If not, anything really, any modest job would do. I would look for cheap housing. Just a room in a shared situation would be fine. Live simply, modestly, humbly. Close to a practice center so I can get to morning sitting easily enough, Lower Haight, the Castro, or the Republic of Berkeley. I would lead a semi-disciplined, reclusive lifestyle; perhaps a secular monasticism of sorts.

For starters, I wouldn't have much, just basic necessities like I had at the monastery. I'd live close to the ground in my modest living space, have basic clothes, toiletries, sleeping bag. I'd keep my hair buzzed short, failed monastic. I'd have to learn how to cook, simple vegetables, although I wouldn't consider myself vegetarian. It might look lonely, but I'd be happy. I'd be free (psst, so why don't you do it?).

The feel of my life might be something like Episode 19 of the anime, RahXephon, when Ayato leaves Tokyo Jupiter with Hiroko and they try to run away from all the confusion and insanity. They just live life simply compared to what they've found reality to be, living out of a hotel room, Ayato gets a job, and all they have is each other until the situation catches up and comes crashing down on them. It's a beautiful, melancholy episode, narrated from the point of view of Hiroko's diary.

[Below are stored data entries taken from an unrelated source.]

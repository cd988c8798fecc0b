use std::fmt;
use std::str::FromStr;

use chrono::{DateTime, Utc};
use serde::{Deserialize, Serialize};

// ============ Pagination ============

/// Query parameters for DNS record listing.
///
/// Pages are 1-indexed.
///
/// # Default
///
/// The default is `page = 1, page_size = 100`, with no name or type filter.
#[derive(Debug, Clone, PartialEq, Serialize, Deserialize)]
#[serde(rename_all = "camelCase")]
pub struct RecordQueryParams {
    /// Page number (1-indexed).
    pub page: u32,
    /// Number of items per page.
    pub page_size: u32,
    /// Exact fully-qualified record name.
    #[serde(skip_serializing_if = "Option::is_none")]
    pub name: Option<String>,
    /// Optional record type filter.
    #[serde(skip_serializing_if = "Option::is_none")]
    pub record_type: Option<DnsRecordType>,
}

impl Default for RecordQueryParams {
    fn default() -> Self {
        Self {
            page: 1,
            page_size: 100,
            name: None,
            record_type: None,
        }
    }
}

impl RecordQueryParams {
    /// Same filters, different page.
    #[must_use]
    pub fn with_page(&self, page: u32) -> Self {
        Self {
            page: page.max(1),
            ..self.clone()
        }
    }
}

/// A paginated response wrapper.
#[derive(Debug, Clone, Serialize, Deserialize)]
#[serde(rename_all = "camelCase")]
pub struct PaginatedResponse<T> {
    /// Items in the current page.
    pub items: Vec<T>,
    /// Current page number.
    pub page: u32,
    /// Page size used for this request.
    pub page_size: u32,
    /// Total number of items across all pages.
    pub total_count: u32,
    /// Whether there are more pages after this one.
    pub has_more: bool,
}

impl<T> PaginatedResponse<T> {
    /// Create a new paginated response, automatically computing [`has_more`](Self::has_more).
    pub fn new(items: Vec<T>, page: u32, page_size: u32, total_count: u32) -> Self {
        let has_more = page.saturating_mul(page_size) < total_count;
        Self {
            items,
            page,
            page_size,
            total_count,
            has_more,
        }
    }
}

// ============ Provider Types ============

/// Identifies which DNS provider implementation to use.
#[derive(Debug, Clone, Copy, Serialize, Deserialize, PartialEq, Eq)]
#[serde(rename_all = "lowercase")]
pub enum ProviderType {
    /// Cloudflare DNS.
    Cloudflare,
}

impl fmt::Display for ProviderType {
    fn fmt(&self, f: &mut fmt::Formatter<'_>) -> fmt::Result {
        match self {
            Self::Cloudflare => write!(f, "cloudflare"),
        }
    }
}

/// Credentials for constructing a provider via [`create_provider`](crate::create_provider).
#[derive(Clone, Serialize, Deserialize)]
#[serde(tag = "provider", rename_all = "lowercase")]
pub enum ProviderCredentials {
    /// Cloudflare API token with `Zone:Read` and `DNS:Edit`.
    Cloudflare { api_token: String },
}

impl ProviderCredentials {
    pub fn provider_type(&self) -> ProviderType {
        match self {
            Self::Cloudflare { .. } => ProviderType::Cloudflare,
        }
    }
}

impl fmt::Debug for ProviderCredentials {
    fn fmt(&self, f: &mut fmt::Formatter<'_>) -> fmt::Result {
        match self {
            Self::Cloudflare { .. } => f
                .debug_struct("Cloudflare")
                .field("api_token", &"***")
                .finish(),
        }
    }
}

// ============ Zone Types ============

/// Status of a zone within a DNS provider.
#[derive(Debug, Clone, Copy, PartialEq, Eq, Serialize, Deserialize)]
#[serde(rename_all = "lowercase")]
pub enum ZoneStatus {
    /// Zone is active and resolving.
    Active,
    /// Zone moved away or paused.
    Paused,
    /// Zone is pending activation/verification.
    Pending,
    /// Status could not be determined.
    Unknown,
}

/// A zone managed by a DNS provider.
#[derive(Debug, Clone, PartialEq, Eq, Serialize, Deserialize)]
pub struct ProviderZone {
    /// Provider-specific zone identifier.
    pub id: String,
    /// Apex name (e.g., `"example.com"`).
    pub name: String,
    /// Current zone status.
    pub status: ZoneStatus,
}

// ============ DNS Record Types ============

/// DNS record type.
///
/// Serialized as uppercase strings (`"A"`, `"AAAA"`, `"CNAME"`, etc.).
#[derive(Debug, Clone, Copy, PartialEq, Eq, Hash, Serialize, Deserialize)]
#[serde(rename_all = "UPPERCASE")]
pub enum DnsRecordType {
    /// IPv4 address record.
    A,
    /// IPv6 address record.
    Aaaa,
    /// Canonical name (alias) record.
    Cname,
    /// Mail exchange record.
    Mx,
    /// Text record.
    Txt,
    /// Name server record.
    Ns,
    /// Service locator record.
    Srv,
    /// Certificate Authority Authorization record.
    Caa,
}

impl DnsRecordType {
    /// Uppercase wire name.
    pub fn as_str(self) -> &'static str {
        match self {
            Self::A => "A",
            Self::Aaaa => "AAAA",
            Self::Cname => "CNAME",
            Self::Mx => "MX",
            Self::Txt => "TXT",
            Self::Ns => "NS",
            Self::Srv => "SRV",
            Self::Caa => "CAA",
        }
    }

    /// Whether the provider's proxy flag is meaningful for this type.
    pub fn supports_proxy(self) -> bool {
        matches!(self, Self::A | Self::Aaaa | Self::Cname)
    }
}

impl fmt::Display for DnsRecordType {
    fn fmt(&self, f: &mut fmt::Formatter<'_>) -> fmt::Result {
        f.write_str(self.as_str())
    }
}

impl FromStr for DnsRecordType {
    type Err = String;

    fn from_str(s: &str) -> std::result::Result<Self, Self::Err> {
        match s.trim().to_uppercase().as_str() {
            "A" => Ok(Self::A),
            "AAAA" => Ok(Self::Aaaa),
            "CNAME" => Ok(Self::Cname),
            "MX" => Ok(Self::Mx),
            "TXT" => Ok(Self::Txt),
            "NS" => Ok(Self::Ns),
            "SRV" => Ok(Self::Srv),
            "CAA" => Ok(Self::Caa),
            other => Err(format!("unsupported record type: {other}")),
        }
    }
}

/// A DNS record as stored by the provider.
#[derive(Debug, Clone, PartialEq, Eq, Serialize, Deserialize)]
#[serde(rename_all = "camelCase")]
pub struct DnsRecord {
    /// Provider-specific record identifier.
    pub id: String,
    /// Zone identifier this record belongs to.
    pub zone_id: String,
    /// Record type.
    pub record_type: DnsRecordType,
    /// Fully-qualified record name.
    pub name: String,
    /// Record content (IP literal, hostname or text).
    pub value: String,
    /// Time to live in seconds (`1` means provider-automatic).
    pub ttl: u32,
    /// MX priority.
    #[serde(skip_serializing_if = "Option::is_none")]
    pub priority: Option<u16>,
    /// Whether the provider's proxy is enabled.
    pub proxied: bool,
    /// When the record was created, if known.
    #[serde(skip_serializing_if = "Option::is_none")]
    pub created_at: Option<DateTime<Utc>>,
    /// When the record was last updated, if known.
    #[serde(skip_serializing_if = "Option::is_none")]
    pub updated_at: Option<DateTime<Utc>>,
}

/// Request to create a new DNS record.
#[derive(Debug, Clone, PartialEq, Eq, Serialize, Deserialize)]
#[serde(rename_all = "camelCase")]
pub struct CreateDnsRecordRequest {
    /// Target zone.
    pub zone_id: String,
    /// Fully-qualified record name.
    pub name: String,
    /// Record type.
    pub record_type: DnsRecordType,
    /// Record content.
    pub value: String,
    /// Time to live in seconds.
    pub ttl: u32,
    /// MX priority.
    #[serde(skip_serializing_if = "Option::is_none")]
    pub priority: Option<u16>,
    /// Proxy flag; only sent for proxiable types.
    pub proxied: bool,
}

With a job and settling in somewhere, I wouldn't be quite so ascetic, but I would buy only what I needed with a few well-defined luxuries. No rampant accumulation of stuff. I'd allow my computer, worthy DVDs, CDs, and books, but only if reading in book stores and borrowing from the library just don't cut it. One of my bikes for getting around, but no more "cycling". Probably one acoustic guitar.

I would avoid seeking out any social scene. Time spent with other people would be well-defined, but I wouldn't be anti-social. I wouldn't necessarily avoid friendships or relationships, but as the past six years have shown, my outward demeanor isn't one that has people dying to get to know me, and I wouldn't try being more socially attractive. Any social situation where I couldn't maintain mindfulness would be out.

A diary-narrated life. A dream. A fantasy. John Lennon might say it'll be just like starting over, but Modest Mouse says starting over ain't what life's about. Besides, here at the monastery is my diary-narrated life.